The first stage of the Tour of California in May will start and finish in downtown Santa Rosa, the first glimpse of the route of eight-day cycling event that has become the nation's most prestigious road race.

"We are moving forward with the festival and finish line as in previous years being downtown," Raissa de la Rosa, a city of Santa Rosa economic development specialist and organizer of the event locally, said Monday.

This year, Santa Rosa was skipped as a host city for the first time in the race's six-year history, but with the promise that Santa Rosa in 2012 would host the high-profile first stage, which includes a week-long festival and pre-race events.

There had been was some consideration to moving the race route and its accompanying festival outside of the downtown area to a park, such as A Place to Play in West Santa Rosa, to avoid the disruption of closing streets and taxing available parking.

The tour, which draws the top international teams and riders, will start in Santa Rosa on May 13, a Sunday, and ends May 20.

The other cities that will be stops in the race will be disclosed within the next few weeks and the precise stage routes in April, said Chuck Hodge, of Medalist Sports in Atlanta, Ga., who is laying out the course.

The Tour of California is owned by AEG Sports of Los Angeles and again is being sponsored by Amgen, a biotech company.

Hodge did not confirm the Santa Rosa race would begin and finish downtown.

Sonoma County is unusual in that it has steep and winding roads into the hills as well as flat and rolling terrain, vineyards, dairies and the ocean, all of which will all be thrown into mix for a race that will provide the necessary competitive difficulty but also show off California, Hodge said.

"That is the nice thing about Sonoma County, there is so much variety from the competition side and from what we want to capture on the camera side," Hodge said. "It's an embarrassment of riches."

Santa Rosa merchants said there is an advantage to having downtown a featured part of the race. As many as 35,000 spectators have been drawn to the downtown for the race finish.

"It is a huge benefit for my business," Natalie Cilurzo of Russian River Brewery, "but I also sell beer."

"People come in and have a beer, run outside and watch it go by, come back inside and have another beer," she said.

Cilurzo said, however, that all downtown restaurants and bars benefit from the the race.

"It brings a ton of people downtown, that's the best thing," said Stu Patterson, a partner in Flavor, a restaurant on Old Courthouse Square.

Mick Loveland, owner of a violin repair shop in the second floor of 816 Fourth St., supports the tour downtown because of the popularity of cycling in Sonoma County, even though he knows it will basically shut his business down on race day.

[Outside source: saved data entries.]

//! Cart view.
//!
//! Positions shown to the user are 1-based; the cart model is indexed from
//! zero.

use askama::Template;
use tracing::instrument;

use super::{Outcome, Page, TITLE_PLACEHOLDER};
use crate::api::ApiBooks;
use crate::cart::{Cart, LineItem};
use crate::checkout::submit_order;
use crate::error::{ActionError, Result};
use crate::notice::Notice;
use crate::storage::DurableStore;
use crate::storefront::Storefront;

/// Cart actions. Positions are 1-based.
#[derive(Debug, Clone, Copy, PartialEq, Eq)]
pub enum CartCommand {
    Show,
    Increment(usize),
    Decrement(usize),
    Remove(usize),
    Clear,
    Checkout,
}

/// Cart item display data for templates.
#[derive(Debug, Clone)]
pub struct CartItemView {
    pub position: usize,
    pub title: String,
    pub author: String,
    pub quantity: u32,
    pub price: String,
    pub line_price: String,
}

impl CartItemView {
    fn new(position: usize, item: &LineItem) -> Self {
        let book = item.book.as_ref().filter(|_| item.has_snapshot());
        Self {
            position,
            title: book.map_or_else(|| TITLE_PLACEHOLDER.to_string(), |book| book.title.clone()),
            author: book.map(|book| book.author.name.clone()).unwrap_or_default(),
            quantity: item.quantity,
            price: item.unit_price().to_string(),
            line_price: item.line_total().to_string(),
        }
    }
}

/// Cart display data for templates.
#[derive(Debug, Clone)]
pub struct CartView {
    pub items: Vec<CartItemView>,
    pub total: String,
    pub item_count: u64,
}

impl<S> From<&Cart<S>> for CartView {
    fn from(cart: &Cart<S>) -> Self {
        Self {
            items: cart
                .items()
                .iter()
                .enumerate()
                .map(|(index, item)| CartItemView::new(index + 1, item))
                .collect(),
            total: cart.total_price().to_string(),
            item_count: cart.total_count(),
        }
    }
}

/// Cart page template.
#[derive(Template)]
#[template(path = "cart.txt")]
pub struct CartTemplate {
    pub cart: CartView,
}

#[instrument(skip(storefront))]
pub(crate) async fn handle<S: DurableStore>(storefront: &mut Storefront<S>, command: CartCommand) -> Outcome {
    let result = match command {
        CartCommand::Show => Ok(Outcome::default()),
        CartCommand::Increment(position) => change(storefront, position, 1),
        CartCommand::Decrement(position) => change(storefront, position, -1),
        CartCommand::Remove(position) => remove(storefront, position),
        CartCommand::Clear => storefront
            .cart
            .clear()
            .map(|()| Outcome::notice(Notice::info("Cart cleared")))
            .map_err(ActionError::from),
        CartCommand::Checkout => return checkout(storefront).await.into(),
    };

    // The cart is shown after every cart action, failed or not
    let mut outcome = Outcome::from(result);
    outcome.merge(show(storefront).await.into());
    outcome
}

fn index_of(position: usize) -> Result<usize> {
    position
        .checked_sub(1)
        .ok_or_else(|| ActionError::validation("Positions start at 1"))
}

fn change<S: DurableStore>(storefront: &mut Storefront<S>, position: usize, delta: i64) -> Result<Outcome> {
    storefront.cart.change_quantity(index_of(position)?, delta)?;
    Ok(Outcome::default())
}

fn remove<S: DurableStore>(storefront: &mut Storefront<S>, position: usize) -> Result<Outcome> {
    storefront.cart.remove(index_of(position)?)?;
    Ok(Outcome::notice(Notice::info("Removed from cart")))
}

async fn show<S: DurableStore>(storefront: &mut Storefront<S>) -> Result<Outcome> {
    let source = ApiBooks::new(&storefront.api, storefront.session.token());
    storefront.cart.resolve_snapshots(&source).await;

    let screen = CartTemplate {
        cart: CartView::from(&storefront.cart),
    }
    .render()?;
    Ok(Outcome::screen(screen))
}

async fn checkout<S: DurableStore>(storefront: &mut Storefront<S>) -> Result<Outcome> {
    let placed = submit_order(&storefront.api, storefront.session.token(), &mut storefront.cart).await?;

    let mut outcome = Outcome::notice(Notice::success("Order placed successfully")).then(Page::Orders);
    if let Some(err) = placed.persist_error {
        outcome = outcome.with_notice(ActionError::from(err).into_notice());
    }
    Ok(outcome)
}

#[cfg(test)]
mod tests {
    use bookshelf_core::BookId;

    use super::*;
    use crate::cart::CartError;
    use crate::storage::MemoryStore;
    use crate::test_support::book;

    #[test]
    fn test_cart_renders_positions_and_totals() {
        let mut cart = Cart::load(MemoryStore::new()).expect("load");
        cart.add(BookId::new(1), Some(book(1, 300))).expect("add");
        cart.add(BookId::new(1), None).expect("add");
        cart.add(BookId::new(2), None).expect("add");

        let screen = CartTemplate {
            cart: CartView::from(&cart),
        }
        .render()
        .expect("render");

        assert!(screen.contains("1. Book 1 (Leo Tolstoy)"));
        assert!(screen.contains("300.00 ₽ x 2 = 600.00 ₽"));
        assert!(screen.contains("2. Loading…"));
        assert!(screen.contains("0.00 ₽ x 1 = 0.00 ₽"));
        assert!(screen.contains("Items: 3"));
        assert!(screen.contains("Total: 600.00 ₽"));
    }

    #[test]
    fn test_empty_cart_renders_message() {
        let cart = Cart::load(MemoryStore::new()).expect("load");
        let screen = CartTemplate {
            cart: CartView::from(&cart),
        }
        .render()
        .expect("render");
        assert!(screen.contains("Your cart is empty"));
        assert!(!screen.contains("Total:"));
    }

    #[test]
    fn test_out_of_range_position_is_a_validation_error() {
        let err = ActionError::from(CartError::IndexOutOfRange { index: 4, len: 2 });
        assert_eq!(err.notice(), Notice::warning("No item at position 5"));
        assert!(index_of(0).is_err());
        assert_eq!(index_of(1).ok(), Some(0));
    }
}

"I love it when they hold the tour; it is a great event," Loveland said. "It is probably not good for my business, customers can't get here, but they'll come back another time."

Santa Rosa organizers are working to raise the $550,500 it costs to host the first stage, which is more expensive than past stages, which cost $175,000. Most other stages feature one city for the start and another for the finish

It includes providing three days of lodging and meals for the race teams and support staff, instead of one, plus such things as the porta-potties, road services and garbage collection.

So far they have raised $225,000 and are now starting to make a big push to solicit local businesses, de la Rosa said. The cost has to be paid with private donations because the City Hall has specifically prohibited any general fund money from being spent.

The big donors so far are VeloStreet, pro racer Levi Leipheimer's non-profit that runs the King Ridge GranFondo, $120,000, Santa Rosa's Business and Improvement District, $100,000, and Russian River Brewery, $5,000.

De la Rosa said that they need to raise another $225,000 in cash and $100,000 in donated goods, such as wine and services.